Buffett’s words are so powerful because he 1) has the track record to back up his claims and 2) he commits Berkshire capital when he says he will. Given these reasons, Buffett’s annual letter should be recommended reading for all investors. After digesting his latest annual letter, I’ve summarized 5 key principles investors should incorporate into their own process. Most of these are not new, but unfortunately investors have a bad habit of forgetting obvious lessons. It pays to revisit these and the annual Buffett letter is a great way to do it.

Note: I highly recommend reading the letter in its entirety. Here’s a direct link to the letter. All italicized passages in this article are directly from the 2017 letter.

Principle #1: Investment success depends on the price paid, not just the inherent fundamentals of the underlying asset.

Here’s Buffett from the 2017 Annual Letter:

In our search for new stand-alone businesses, the key qualities we seek are durable competitive strengths; able and high-grade management; good returns on the net tangible assets required to operate the business; opportunities for internal growth at attractive returns; and, finally, a sensible purchase price. [my emphasis added]

That last requirement proved a barrier to virtually all deals we reviewed in 2017, as prices for decent, but far from spectacular, businesses hit an all-time high. Indeed, price seemed almost irrelevant to an army of optimistic purchasers.

Buffett mentions many of the same things other investors emphasize – great companies, wide business moats, attractive reinvestment opportunities, superior management, etc. Hard to disagree with those. But when investors screw up, it’s often because they get the price wrong. Even though they find attractive companies, they pay too high of a multiple, leading to investment underperformance or negative returns, even though the underlying business is performing well.

Think about it – if price didn’t matter, Buffett wouldn’t be sitting on cash today. Surely he has identified great businesses he would like to own today. Why doesn’t he just buy these great businesses and watch them grow and grow and deliver great results for Berkshire shareholders? It’s simple - it wouldn’t work. As the price rises, returns on any investment migrate from great to good to mediocre to poor to disastrous. What you pay determines where on that scale you will fall.

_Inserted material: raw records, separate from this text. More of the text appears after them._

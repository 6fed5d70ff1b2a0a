//! Forest store: arena of immutable chunks plus the node and operation
//! indices.
//!
//! Writes never merge into existing chunks. Aggregation happens at read time,
//! which lets the store forget one write (an evicted operation) without
//! recomputing anything that depended on it.

mod chunk;

use std::sync::Arc;

use rustc_hash::{FxHashMap, FxHashSet};
use serde_json::Value as JsonValue;
use smallvec::SmallVec;
use tracing::{debug, trace};

use crate::canonical::sorted_json;
use crate::descriptor::OperationDescriptor;
use crate::types::{ChunkId, NodeKey, OperationId};

pub use chunk::{Chunk, ChunkDraft, NodeRecord, RawValue};

/// Chunk handles ordered by write sequence (oldest first).
pub type ChunkList = SmallVec<[ChunkId; 2]>;

/// Result of a garbage-collection sweep over the forest.
#[derive(Clone, Debug, Default, PartialEq, Eq)]
pub struct SweepOutcome {
    /// Node keys dropped from the index.
    pub reclaimed: Vec<NodeKey>,
    /// Chunks released because no record survived.
    pub released_chunks: usize,
}

/// Chunk arena with node → chunks and operation → chunks indices.
#[derive(Debug, Default)]
pub struct Forest {
    slots: Vec<Option<Chunk>>,
    free: Vec<u32>,
    next_sequence: u64,
    nodes: FxHashMap<NodeKey, ChunkList>,
    operations: FxHashMap<OperationId, ChunkList>,
}

impl Forest {
    /// Creates an empty forest.
    pub fn new() -> Self {
        Self::default()
    }

    /// Creates an empty forest sized for roughly `operations` operations.
    pub fn with_capacity(operations: usize) -> Self {
        Self {
            slots: Vec::with_capacity(operations),
            free: Vec::new(),
            next_sequence: 0,
            nodes: FxHashMap::with_capacity_and_hasher(operations * 4, Default::default()),
            operations: FxHashMap::with_capacity_and_hasher(operations, Default::default()),
        }
    }

    /// Appends a chunk for `descriptor` and indexes every node it touches.
    ///
    /// # Panics
    /// Panics if the draft references a node it has no record for, or does not
    /// contain a record for its own root; both indicate a decomposition bug.
    pub fn admit(&mut self, descriptor: &OperationDescriptor, draft: ChunkDraft) -> ChunkId {
        assert!(
            draft.nodes.contains_key(&draft.root),
            "chunk for {} has no record for its root {}",
            descriptor.id(),
            draft.root
        );
        for record in draft.nodes.values() {
            for value in record.fields.values() {
                value.for_each_ref(&mut |target| {
                    assert!(
                        draft.nodes.contains_key(target),
                        "chunk for {} references {target} without a record",
                        descriptor.id()
                    );
                });
            }
        }

        let id = match self.free.pop() {
            Some(slot) => ChunkId(slot),
            None => {
                self.slots.push(None);
                ChunkId((self.slots.len() - 1) as u32)
            }
        };
        self.next_sequence += 1;
        for key in draft.nodes.keys() {
            self.nodes.entry(key.clone()).or_default().push(id);
        }
        self.operations.entry(descriptor.id()).or_default().push(id);
        let chunk = Chunk {
            id,
            sequence: self.next_sequence,
            operation: descriptor.id(),
            operation_name: Arc::from(descriptor.display_name()),
            root: draft.root,
            nodes: draft.nodes,
        };
        trace!(
            chunk = %id,
            operation = %chunk.operation,
            sequence = chunk.sequence,
            nodes = chunk.nodes.len(),
            "forest.store.admit"
        );
        self.slots[id.0 as usize] = Some(chunk);
        id
    }

    /// Chunks mentioning `key`, oldest first.
    pub fn lookup(&self, key: &NodeKey) -> &[ChunkId] {
        self.nodes.get(key).map(|list| list.as_slice()).unwrap_or(&[])
    }

    /// Chunks written by `operation`, oldest first.
    pub fn chunks_for(&self, operation: OperationId) -> &[ChunkId] {
        self.operations
            .get(&operation)
            .map(|list| list.as_slice())
            .unwrap_or(&[])
    }

    /// Resolves a chunk handle.
    pub fn chunk(&self, id: ChunkId) -> Option<&Chunk> {
        self.slots.get(id.0 as usize).and_then(Option::as_ref)
    }

    /// Every record of `key`, oldest first.
    ///
    /// # Panics
    /// Panics if the node index points at a chunk that does not hold a record
    /// for `key`.
    pub fn records<'f>(
        &'f self,
        key: &NodeKey,
    ) -> impl Iterator<Item = (&'f Chunk, &'f NodeRecord)> + 'f {
        let key = key.clone();
        self.lookup(&key).iter().map(move |id| {
            let chunk = self
                .chunk(*id)
                .unwrap_or_else(|| panic!("forest index lists released {id} for {key}"));
            let record = chunk
                .record(&key)
                .unwrap_or_else(|| panic!("forest index lists {id} for {key} without a record"));
            (chunk, record)
        })
    }

    /// Returns `true` when any chunk holds a record for `key`.
    pub fn contains(&self, key: &NodeKey) -> bool {
        self.nodes.contains_key(key)
    }

    /// Indexed node keys.
    pub fn node_keys(&self) -> impl Iterator<Item = &NodeKey> {
        self.nodes.keys()
    }

    /// Number of indexed node keys.
    pub fn node_count(&self) -> usize {
        self.nodes.len()
    }

    /// Number of live chunks.
    pub fn chunk_count(&self) -> usize {
        self.slots.len() - self.free.len()
    }

    /// Operations with at least one live chunk.
    pub fn operation_count(&self) -> usize {
        self.operations.len()
    }

    /// Releases every chunk written by `operation`.
    ///
    /// Returns the node keys the released chunks touched.
    pub fn remove_operation(&mut self, operation: OperationId) -> FxHashSet<NodeKey> {
        let mut touched = FxHashSet::default();
        let Some(chunks) = self.operations.remove(&operation) else {
            return touched;
        };
        for id in chunks {
            touched.extend(self.release(id));
        }
        debug!(
            operation = %operation,
            nodes = touched.len(),
            "forest.store.remove_operation"
        );
        touched
    }

    /// Releases one chunk. Returns the node keys it touched.
    pub fn remove_chunk(&mut self, id: ChunkId) -> Vec<NodeKey> {
        let Some(operation) = self.chunk(id).map(Chunk::operation) else {
            return Vec::new();
        };
        if let Some(list) = self.operations.get_mut(&operation) {
            list.retain(|c| *c != id);
            if list.is_empty() {
                self.operations.remove(&operation);
            }
        }
        self.release(id)
    }

    /// Drops every record of `key`. Returns the number of records removed.
    pub fn remove_node(&mut self, key: &NodeKey) -> usize {
        let Some(chunks) = self.nodes.remove(key) else {
            return 0;
        };
        let mut removed = 0;
        for id in chunks {
            let emptied = match self.slot_mut(id) {
                Some(chunk) => {
                    if chunk.nodes.remove(key).is_some() {
                        removed += 1;
                    }
                    chunk.nodes.is_empty()
                }
                None => false,
            };
            if emptied {
                self.remove_chunk(id);
            }
        }
        removed
    }

    /// Removes `field_name` from the records of `key`.
    ///
    /// With `args = None` the field is removed under every argument set;
    /// otherwise only the entry whose canonical arguments match. An empty
    /// object or `null` matches the argument-less entry. Returns the number of
    /// field entries removed.
    pub fn remove_by_node_key_and_field(
        &mut self,
        key: &NodeKey,
        field_name: &str,
        args: Option<&JsonValue>,
    ) -> usize {
        let wanted: Option<Option<String>> = args.map(|args| match args {
            JsonValue::Null => None,
            JsonValue::Object(map) if map.is_empty() => None,
            other => Some(sorted_json(other)),
        });
        let chunks: ChunkList = self.nodes.get(key).cloned().unwrap_or_default();
        let mut removed = 0;
        for id in chunks {
            let Some(record) = self.slot_mut(id).and_then(|chunk| chunk.nodes.get_mut(key)) else {
                continue;
            };
            let before = record.fields.len();
            record.fields.retain(|field, _| {
                if &*field.name != field_name {
                    return true;
                }
                match &wanted {
                    None => false,
                    Some(expected) => expected.as_deref() != field.args.as_deref(),
                }
            });
            removed += before - record.fields.len();
        }
        removed
    }

    /// Keeps only records whose key is in `reachable`.
    pub fn retain_nodes(&mut self, reachable: &FxHashSet<NodeKey>) -> SweepOutcome {
        let doomed: Vec<NodeKey> = self
            .nodes
            .keys()
            .filter(|key| !reachable.contains(*key))
            .cloned()
            .collect();
        let mut outcome = SweepOutcome::default();
        let before = self.chunk_count();
        for key in doomed {
            self.remove_node(&key);
            outcome.reclaimed.push(key);
        }
        outcome.released_chunks = before - self.chunk_count();
        outcome
    }

    fn slot_mut(&mut self, id: ChunkId) -> Option<&mut Chunk> {
        self.slots.get_mut(id.0 as usize).and_then(Option::as_mut)
    }

    fn release(&mut self, id: ChunkId) -> Vec<NodeKey> {
        let Some(chunk) = self.slots.get_mut(id.0 as usize).and_then(Option::take) else {
            return Vec::new();
        };
        self.free.push(id.0);
        let mut touched = Vec::with_capacity(chunk.nodes.len());
        for key in chunk.nodes.into_keys() {
            if let Some(list) = self.nodes.get_mut(&key) {
                list.retain(|c| *c != id);
                if list.is_empty() {
                    self.nodes.remove(&key);
                }
            }
            touched.push(key);
        }
        touched
    }
}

 It’s tough work to figure out what you should pay. It’s a complex mix of discount rates, growth, return on investment, business/credit cycle, competition, and on and on. There’s never an easy answer and it will never be easy. That’s why investing is hard and there are so few Buffett’s. It’s not supposed to be easy.

Most investments across asset classes have simple and consistent valuation benchmarks to determine a reasonable price. It’s not an exact science. The point is to buy when there is a clear margin of safety. In today’s markets, most equities and fixed income assets are priced in the upper valuation ranges, some at extreme levels.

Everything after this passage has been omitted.